• **Your instructions**
From the material below, copy each line that holds the word "strings".

• **Data under study**
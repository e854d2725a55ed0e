//! grapher-feeds: where the series comes from.
//!
//! In ingestion mode an [`Ingestor`] tails an [`InputSource`] and merges
//! parsed lines into a [`grapher_core::ResultStore`]. In query mode a
//! [`QueryPath`] runs the configured SQL statement per request.

pub mod ingestor;
pub mod query;
pub mod source;
pub mod sqlite;

pub use ingestor::{IngestError, IngestSummary, Ingestor, DEFAULT_BACKOFF};
pub use query::{map_rows, QueryError, QueryPath, QueryRows, RangeQuery, Value};
pub use source::InputSource;
pub use sqlite::SqliteRangeQuery;
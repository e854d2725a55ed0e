//! Test builders: ergonomic constructors for points, parsers and apps.
//!
//! These builders are designed for readability in test assertions, not for
//! production use. They panic on invalid input rather than returning `Result`.

use std::path::Path;
use std::sync::Arc;

use chrono::{DateTime, Utc};
use grapher::server::{self, AppState, DataSource};
use grapher_core::{Attrs, Granularity, LineParser, ResultStore, Schema, TimeLayout, TimeSeriesPoint};
use grapher_feeds::{QueryPath, SqliteRangeQuery};

use crate::common::fixtures::{SYSLOG_LAYOUT, SYSLOG_PATTERN};

// ---------------------------------------------------------------------------
// PointBuilder
// ---------------------------------------------------------------------------

/// Fluent builder for [`TimeSeriesPoint`] fixtures.
///
/// ```rust
/// let p = PointBuilder::at("2024-01-05T10:00:00Z").value(2).attr("msg", "a").build();
/// ```
pub struct PointBuilder {
    time: DateTime<Utc>,
    value: i64,
    attrs: Attrs,
}

impl PointBuilder {
    pub fn at(rfc3339: &str) -> Self {
        Self {
            time: utc(rfc3339),
            value: 1,
            attrs: Attrs::new(),
        }
    }

    pub fn value(mut self, value: i64) -> Self {
        self.value = value;
        self
    }

    pub fn attr(mut self, key: impl Into<String>, value: impl Into<String>) -> Self {
        self.attrs.insert(key.into(), value.into());
        self
    }

    pub fn build(self) -> TimeSeriesPoint {
        TimeSeriesPoint::new(self.time, self.value).with_attrs(self.attrs)
    }
}

/// Parse an RFC 3339 timestamp, panicking on bad input.
pub fn utc(rfc3339: &str) -> DateTime<Utc> {
    DateTime::parse_from_rfc3339(rfc3339)
        .unwrap_or_else(|e| panic!("bad test timestamp {rfc3339:?}: {e}"))
        .with_timezone(&Utc)
}

// ---------------------------------------------------------------------------
// Parsers
// ---------------------------------------------------------------------------

/// Build a parser from raw settings.
pub fn parser(pattern: &str, layout: &str, granularity: &str) -> LineParser {
    LineParser::new(
        Schema::derive(pattern).unwrap(),
        TimeLayout::parse(layout).unwrap(),
        Granularity::parse(granularity).unwrap(),
    )
}

/// Syslog-style parser with one-minute buckets.
pub fn syslog_parser() -> LineParser {
    parser(SYSLOG_PATTERN, SYSLOG_LAYOUT, "1m")
}

// ---------------------------------------------------------------------------
// Apps
// ---------------------------------------------------------------------------

/// Router serving a live store.
pub fn input_app(store: Arc<ResultStore>, public_dir: &Path) -> axum::Router {
    server::router(
        AppState {
            source: DataSource::Input(store),
        },
        public_dir,
    )
}

/// Router running `sql` against the SQLite database at `db`.
pub fn query_app(db: &Path, sql: &str, public_dir: &Path) -> axum::Router {
    let backend = SqliteRangeQuery::open(db.to_str().unwrap()).unwrap();
    server::router(
        AppState {
            source: DataSource::Query(QueryPath::new(Arc::new(backend), sql)),
        },
        public_dir,
    )
}

// ---------------------------------------------------------------------------
// Requests
// ---------------------------------------------------------------------------

/// Send one request through `app` and collect the response.
pub async fn send(
    app: axum::Router,
    request: axum::http::Request<axum::body::Body>,
) -> (axum::http::StatusCode, axum::http::HeaderMap, bytes::Bytes) {
    use tower::ServiceExt;

    let response = app.oneshot(request).await.unwrap();
    let status = response.status();
    let headers = response.headers().clone();
    let body = axum::body::to_bytes(response.into_body(), usize::MAX)
        .await
        .unwrap();
    (status, headers, body)
}

/// `GET uri` through `app`.
pub async fn get(
    app: axum::Router,
    uri: &str,
) -> (axum::http::StatusCode, axum::http::HeaderMap, bytes::Bytes) {
    let request = axum::http::Request::builder()
        .uri(uri)
        .body(axum::body::Body::empty())
        .unwrap();
    send(app, request).await
}
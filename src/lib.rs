// SPDX-License-Identifier: Apache-2.0
//

#![deny(missing_docs)]
#![forbid(unsafe_code)]

//! Crate for parsing command-line arguments, with support for
//! sub-commands.
//!
//! If you want lots of extra features (derive macros, typed values,
//! shell completion), you should consider the excellent
//! [`clap`](https://crates.io/crates/clap) crate instead.
//!
//! ---
//!
//! Table of contents:
//!
//! * [Overview](#overview)
//! * [Quickstart](#quickstart)
//! * [Sub-commands](#sub-commands)
//! * [Token grammar](#token-grammar)
//! * [Help and version](#help-and-version)
//! * [Error handling and exit behaviour](#error-handling-and-exit-behaviour)
//! * [Limitations](#limitations)
//!
//! ---
//!
//! # Overview
//!
//! A [Parser] is configured up front with *flags* (repeatable switches
//! tracked by an occurrence count), *options* (named settings that
//! capture one string value per occurrence, with a fallback), and
//! *sub-commands* (independently configured nested parsers). A single
//! parse call then walks the raw argument strings in order, classifying
//! each token and mutating the registered state. Afterwards the parser
//! is queried for what was seen.
//!
//! Option values are captured as raw strings; converting them to
//! numerics or other types is left entirely to the caller.
//!
//! # Quickstart
//!
//! ```rust
//! use argot::{ArgCount, Parser, Result};
//!
//! fn main() -> Result<()> {
//!     let mut parser = Parser::new();
//!
//!     parser
//!         .helptext("Usage: greet [options] <name>...")
//!         .version("1.0.0")
//!         .flag("shout s", "Print in upper case")
//!         .option("greeting g", "Hello", "Use this greeting")
//!         .expect_args(ArgCount::AtLeast(1));
//!
//!     // A real program would call parser.parse() (or try_parse())
//!     // to read the process arguments.
//!     parser.try_parse_from(vec!["--greeting", "Hi", "-s", "world"])?;
//!
//!     assert!(parser.found("shout"));
//!     assert_eq!(parser.value("g"), "Hi");
//!     assert_eq!(parser.args(), ["world"]);
//!
//!     Ok(())
//! }
//! ```
//!
//! Registering `"greeting g"` binds *both* aliases to one shared record:
//! occurrences of `-g` and `--greeting` accumulate into the same value
//! list, and either alias can be used in queries. Registering an alias
//! that is already taken silently replaces the earlier binding (last
//! registration wins).
//!
//! # Sub-commands
//!
//! [Parser::command] registers a nested parser with its own namespaces
//! and returns a shared handle for configuring it. The command is
//! recognised when its name appears before any bare positional
//! argument; it then consumes as many of the remaining tokens as it
//! needs (nested sub-commands included). An optional callback runs once
//! the command's portion of the stream has been consumed.
//!
//! ```rust
//! use argot::Parser;
//!
//! let mut parser = Parser::new();
//! parser.helptext("Usage: tool <command>");
//!
//! let add = parser.command("add a", "Usage: tool add <paths>", "Stage paths");
//! add.borrow_mut().flag("verbose v", "Explain what happens");
//!
//! parser
//!     .try_parse_from(vec!["add", "--verbose", "notes.txt"])
//!     .unwrap();
//!
//! assert_eq!(parser.command_name(), Some("add"));
//!
//! let child = parser.command_parser().unwrap();
//! assert_eq!(child.borrow().count("verbose"), 1);
//! assert_eq!(child.borrow().args(), ["notes.txt"]);
//! ```
//!
//! # Token grammar
//!
//! | Token        | Meaning                                              |
//! | ------------ | ---------------------------------------------------- |
//! | `--name`     | Long-form flag, or option consuming the next token   |
//! | `--name=val` | Long-form option with joined value                   |
//! | `-x`         | Short-form flag or option                            |
//! | `-xyz`       | Cluster; each character resolved independently       |
//! | `-x=val`     | Short-form option with joined value                  |
//! | `--`         | End of options; the rest is positional, verbatim     |
//! | `-`          | Positional argument                                  |
//! | `-1`, `-99`  | Dash-digit: positional (negative-number friendly)    |
//!
//! Anything else is a sub-command name (in first position) or a
//! positional argument, captured in input order.
//!
//! # Help and version
//!
//! `-h`/`--help` and `-v`/`--version` are honoured automatically, but
//! only once a non-empty help text or version string has been
//! configured; with nothing configured the same tokens fail as
//! unrecognised. When sub-commands are registered, `help <command>`
//! displays the named command's help. The rendered listing shows a
//! `Commands:` section and an `Options:` section with aliases sharing a
//! hint merged into one column-aligned row.
//!
//! # Error handling and exit behaviour
//!
//! Parsing stops at the first violation. The `try_` entry points
//! ([Parser::try_parse], [Parser::try_parse_from]) surface the outcome
//! as an [Error] value. Help and version requests are included, as
//! [Error::Help] and [Error::Version] carrying the text to display:
//!
//! ```rust
//! use argot::{Error, Parser};
//!
//! let mut parser = Parser::new();
//! parser.option("port p", "8080", "Listen on this port");
//!
//! let err = parser.try_parse_from(vec!["--port"]).unwrap_err();
//!
//! assert_eq!(err, Error::MissingArgument("--port".into()));
//! assert_eq!(err.status(), 1);
//! ```
//!
//! The plain entry points ([Parser::parse], [Parser::parse_from])
//! instead route the outcome text through the tree's shared
//! [OutputSink] and terminate the process: status 0 for help/version,
//! 1 for failures, or whatever a custom policy installed with
//! [Parser::set_output] returns.
//!
//! # Limitations
//!
//! - Option values are raw strings; no type coercion or validation.
//! - An option consumes the next token as its value even if that token
//!   starts with a dash (`getopt(3)` behaviour).
//! - A parser tree is built once and driven by exactly one parse call;
//!   concurrent parsing or registration during parsing is not
//!   supported.

mod error;
mod help;
mod output;
mod parser;

pub use error::{Error, Result};

pub use output::{OutputPolicy, OutputSink};

pub use parser::{ArgCount, Callback, Parser, TokenStream};
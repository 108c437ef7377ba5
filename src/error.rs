// SPDX-License-Identifier: Apache-2.0
//

use thiserror::Error;

use crate::parser::ArgCount;

/// The error type.
///
/// A parse stops at the first violation; no further tokens are applied
/// once an error has been produced.
#[derive(Error, Debug, Clone, Eq, PartialEq)]
pub enum Error {
    //------------------------------
    // Terminal display requests (success channel, exit status 0)
    //------------------------------
    /// Help output was requested (`-h`, `--help`, or the built-in
    /// `help <command>` command). Carries the fully rendered help text.
    #[error("{0}")]
    Help(String),

    /// Version output was requested (`-v` or `--version`).
    /// Carries the version string.
    #[error("{0}")]
    Version(String),

    //------------------------------
    // Classification failures (error channel, exit status 1)
    //------------------------------
    /// User specified a name that is neither a registered flag nor a
    /// registered option.
    #[error("{0} is not a recognised flag or option")]
    UnknownName(String),

    /// The name in an equals-form token (`--name=value`, `-n=value`)
    /// is not a registered option.
    #[error("{0} is not a recognised option")]
    UnknownOption(String),

    /// An option requires a value but the stream was exhausted.
    #[error("missing argument for {0}")]
    MissingArgument(String),

    /// An equals-form token supplied an empty value (`--name=`).
    #[error("missing value for {0}")]
    MissingValue(String),

    /// The built-in help command named an unregistered command.
    #[error("'{0}' is not a recognised command")]
    UnknownCommand(String),

    /// The built-in help command reached the end of the stream before
    /// finding its target command name.
    #[error("the help command requires an argument")]
    MissingHelpArgument,

    /// The number of positional arguments violated the configured
    /// [ArgCount] constraint.
    #[error("invalid number of arguments (expected {expected}, found {found})")]
    BadArgCount {
        /// The configured constraint.
        expected: ArgCount,
        /// The number of positional arguments actually captured.
        found: usize,
    },
}

impl Error {
    /// The conventional process exit status for this outcome: `0` for an
    /// explicit help or version display, `1` for any classification or
    /// validation failure.
    pub fn status(&self) -> i32 {
        match self {
            Error::Help(_) | Error::Version(_) => 0,
            _ => 1,
        }
    }
}

/// Convenience type that allows a function to be defined as returning a
/// [Result], but which only requires the success type to be specified,
/// defaulting the error type to this crates `Error` type.
pub type Result<T, E = Error> = std::result::Result<T, E>;
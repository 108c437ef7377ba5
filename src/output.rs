// SPDX-License-Identifier: Apache-2.0
//

use std::fmt;
use std::mem;

/// Policy invoked when a sink is flushed.
///
/// Receives the buffered text and whether it is being flushed through the
/// error channel. The returned value becomes the process exit status when
/// flushing is followed by termination (see [Parser::parse]).
///
/// [Parser::parse]: crate::Parser::parse
pub type OutputPolicy = Box<dyn FnMut(&str, bool) -> i32>;

/// Shared buffer and flush policy for help, version and error text.
///
/// One sink is created lazily by the first parser that needs it and then
/// shared by reference across the entire parser tree, so output
/// redirection configured on a root applies uniformly to every
/// sub-command.
#[derive(Default)]
pub struct OutputSink {
    buf: String,
    policy: Option<OutputPolicy>,
}

impl OutputSink {
    /// Create a sink with the default policy (write to the standard
    /// streams).
    pub fn new() -> Self {
        OutputSink::default()
    }

    /// Append text to the buffer.
    pub fn write(&mut self, text: &str) {
        self.buf.push_str(text);
    }

    /// Install a custom flush policy, replacing the default stream
    /// behaviour.
    pub fn set_policy(&mut self, policy: OutputPolicy) {
        self.policy = Some(policy);
    }

    /// Flush the buffer and return an exit status.
    ///
    /// With no custom policy installed, the buffer is written to stderr
    /// when `is_error` is set (status 1) and to stdout otherwise
    /// (status 0). With a custom policy, the policy's return value is the
    /// status. The buffer is emptied either way.
    pub fn flush(&mut self, is_error: bool) -> i32 {
        let text = mem::take(&mut self.buf);

        match self.policy.as_mut() {
            Some(policy) => policy(&text, is_error),
            None if is_error => {
                eprint!("{}", text);
                1
            }
            None => {
                print!("{}", text);
                0
            }
        }
    }
}

impl fmt::Debug for OutputSink {
    fn fmt(&self, f: &mut fmt::Formatter<'_>) -> fmt::Result {
        f.debug_struct("OutputSink")
            .field("buf", &self.buf)
            .field("policy", &self.policy.is_some())
            .finish()
    }
}
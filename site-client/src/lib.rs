//! Site Client - settings access for public pages and the back office
//!
//! - [`SettingsAccessor`]: cache-first, optimistic settings state
//! - [`NetworkSettingsClient`]: HTTP transport to the site server
//! - [`consumer`]: display fallbacks and the admin write helper

pub mod accessor;
pub mod cache;
pub mod config;
pub mod consumer;
pub mod error;
pub mod http;
pub mod notice;
pub mod service;

#[cfg(test)]
pub(crate) mod testing;

use std::sync::Arc;

pub use accessor::{SettingsAccessor, SettingsStatus, SettingsView, SharedAccessor};
pub use cache::{CacheStore, FileCacheStore, MemoryCacheStore, SETTINGS_CACHE_KEY};
pub use config::ClientConfig;
pub use consumer::{PublicContact, SettingsEditor, whatsapp_link};
pub use error::{CacheError, ClientError, ClientResult, SettingsError};
pub use http::NetworkSettingsClient;
pub use notice::{MemoryNotifier, Notice, NoticeLevel, Notifier, TracingNotifier};
pub use service::SettingsService;

// Re-export shared types for convenience
pub use shared::client::{LoginResponse, UploadResponse};
pub use shared::models::{AssetResolver, ImageRef, PageKey, SiteSettings, SiteSettingsUpdate};

/// Accessor wired to the network client and the on-disk cache
pub type NetworkAccessor = SettingsAccessor<Arc<NetworkSettingsClient>, FileCacheStore>;

/// Build the process-wide accessor from configuration
///
/// Returns the shared network client too, so the back office can log in and
/// upload through the same connection.
pub fn connect(
    config: &ClientConfig,
) -> ClientResult<(Arc<NetworkAccessor>, Arc<NetworkSettingsClient>)> {
    let client = Arc::new(NetworkSettingsClient::new(config)?);
    let cache = FileCacheStore::new(config.cache_dir.clone());
    let accessor = SettingsAccessor::new(client.clone(), cache).shared();
    Ok((accessor, client))
}
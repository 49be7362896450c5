//! API 路由模块
//!
//! # 结构
//!
//! - [`health`] - 健康检查
//! - [`auth`] - 管理员登录
//! - [`settings`] - 站点配置读写
//! - [`upload`] - 图片上传与静态访问

pub mod auth;
pub mod health;
pub mod settings;
pub mod upload;

// Re-export common types for handlers
pub use crate::utils::AppResult;
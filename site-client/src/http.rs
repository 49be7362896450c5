// site-client/src/http.rs
// HTTP 客户端 - 网络通信

use async_trait::async_trait;
use parking_lot::RwLock;
use reqwest::{Client, StatusCode};
use serde::de::DeserializeOwned;
use shared::client::{HealthResponse, LoginRequest, LoginResponse, UploadResponse};
use shared::models::SiteSettings;

use crate::config::ClientConfig;
use crate::error::{ClientError, ClientResult};
use crate::service::SettingsService;

/// 服务端返回的错误响应格式
#[derive(serde::Deserialize)]
struct ApiErrorResponse {
    pub code: u16,
    pub message: String,
    #[serde(default)]
    pub details: Option<serde_json::Value>,
}

/// 网络 HTTP 客户端
///
/// 公开页面只用 `get_config`；后台先 `login` 再写配置和上传图片。
#[derive(Debug)]
pub struct NetworkSettingsClient {
    client: Client,
    base_url: String,
    token: RwLock<Option<String>>,
}

impl NetworkSettingsClient {
    pub fn new(config: &ClientConfig) -> ClientResult<Self> {
        let client = Client::builder()
            .timeout(std::time::Duration::from_secs(config.timeout))
            .build()?;
        Ok(Self {
            client,
            base_url: config.base_url.trim_end_matches('/').to_string(),
            token: RwLock::new(config.token.clone()),
        })
    }

    /// 获取基础 URL
    pub fn base_url(&self) -> &str {
        &self.base_url
    }

    pub fn token(&self) -> Option<String> {
        self.token.read().clone()
    }

    pub fn set_token(&self, token: Option<String>) {
        *self.token.write() = token;
    }

    fn url(&self, path: &str) -> String {
        format!("{}/{}", self.base_url, path.trim_start_matches('/'))
    }

    fn authorize(&self, req: reqwest::RequestBuilder) -> reqwest::RequestBuilder {
        match self.token.read().as_deref() {
            Some(token) => req.bearer_auth(token),
            None => req,
        }
    }

    async fn handle_response<T: DeserializeOwned>(
        &self,
        response: reqwest::Response,
    ) -> ClientResult<T> {
        let status = response.status();
        if !status.is_success() {
            let text = response.text().await?;
            // 尝试解析为 API 错误响应
            if let Ok(api_err) = serde_json::from_str::<ApiErrorResponse>(&text) {
                return Err(ClientError::Api {
                    code: api_err.code,
                    message: api_err.message,
                    details: api_err.details,
                });
            }
            // 降级到按状态码处理
            return match status {
                StatusCode::UNAUTHORIZED => Err(ClientError::Unauthorized),
                StatusCode::FORBIDDEN => Err(ClientError::Forbidden(text)),
                StatusCode::NOT_FOUND => Err(ClientError::NotFound(text)),
                StatusCode::BAD_REQUEST => Err(ClientError::Validation(text)),
                _ => Err(ClientError::Internal(text)),
            };
        }
        let body = response.bytes().await?;
        serde_json::from_slice(&body).map_err(|e| ClientError::InvalidResponse(e.to_string()))
    }

    pub async fn get<T: DeserializeOwned>(&self, path: &str) -> ClientResult<T> {
        let req = self.authorize(self.client.get(self.url(path)));
        let response = req.send().await?;
        self.handle_response(response).await
    }

    pub async fn post<T: DeserializeOwned, B: serde::Serialize + Sync>(
        &self,
        path: &str,
        body: &B,
    ) -> ClientResult<T> {
        let req = self.authorize(self.client.post(self.url(path)).json(body));
        let response = req.send().await?;
        self.handle_response(response).await
    }

    pub async fn put<T: DeserializeOwned, B: serde::Serialize + Sync>(
        &self,
        path: &str,
        body: &B,
    ) -> ClientResult<T> {
        let req = self.authorize(self.client.put(self.url(path)).json(body));
        let response = req.send().await?;
        self.handle_response(response).await
    }

    /// 管理员登录，成功后保存令牌
    pub async fn login(&self, username: &str, password: &str) -> ClientResult<LoginResponse> {
        let request = LoginRequest {
            username: username.to_string(),
            password: password.to_string(),
        };
        let response: LoginResponse = self.post("api/auth/login", &request).await?;
        self.set_token(Some(response.token.clone()));
        tracing::info!(username = %response.username, "Logged in");
        Ok(response)
    }

    pub fn logout(&self) {
        self.set_token(None);
    }

    /// 上传图片，返回的 `path` 可直接写入配置的图片字段
    pub async fn upload_image(
        &self,
        filename: &str,
        data: Vec<u8>,
    ) -> ClientResult<UploadResponse> {
        let part = reqwest::multipart::Part::bytes(data).file_name(filename.to_string());
        let form = reqwest::multipart::Form::new().part("file", part);
        let req = self.authorize(self.client.post(self.url("api/uploads")).multipart(form));
        let response = req.send().await?;
        self.handle_response(response).await
    }

    pub async fn health(&self) -> ClientResult<HealthResponse> {
        self.get("api/health").await
    }
}

#[async_trait]
impl SettingsService for NetworkSettingsClient {
    async fn get_config(&self) -> ClientResult<SiteSettings> {
        self.get("api/settings").await
    }

    async fn replace_config(&self, settings: &SiteSettings) -> ClientResult<SiteSettings> {
        self.put("api/settings", settings).await
    }
}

• **Answer area**
//! parse call then walks the raw argument strings in order, classifying
//! Option values are captured as raw strings; converting them to
//! - Option values are raw strings; no type coercion or validation.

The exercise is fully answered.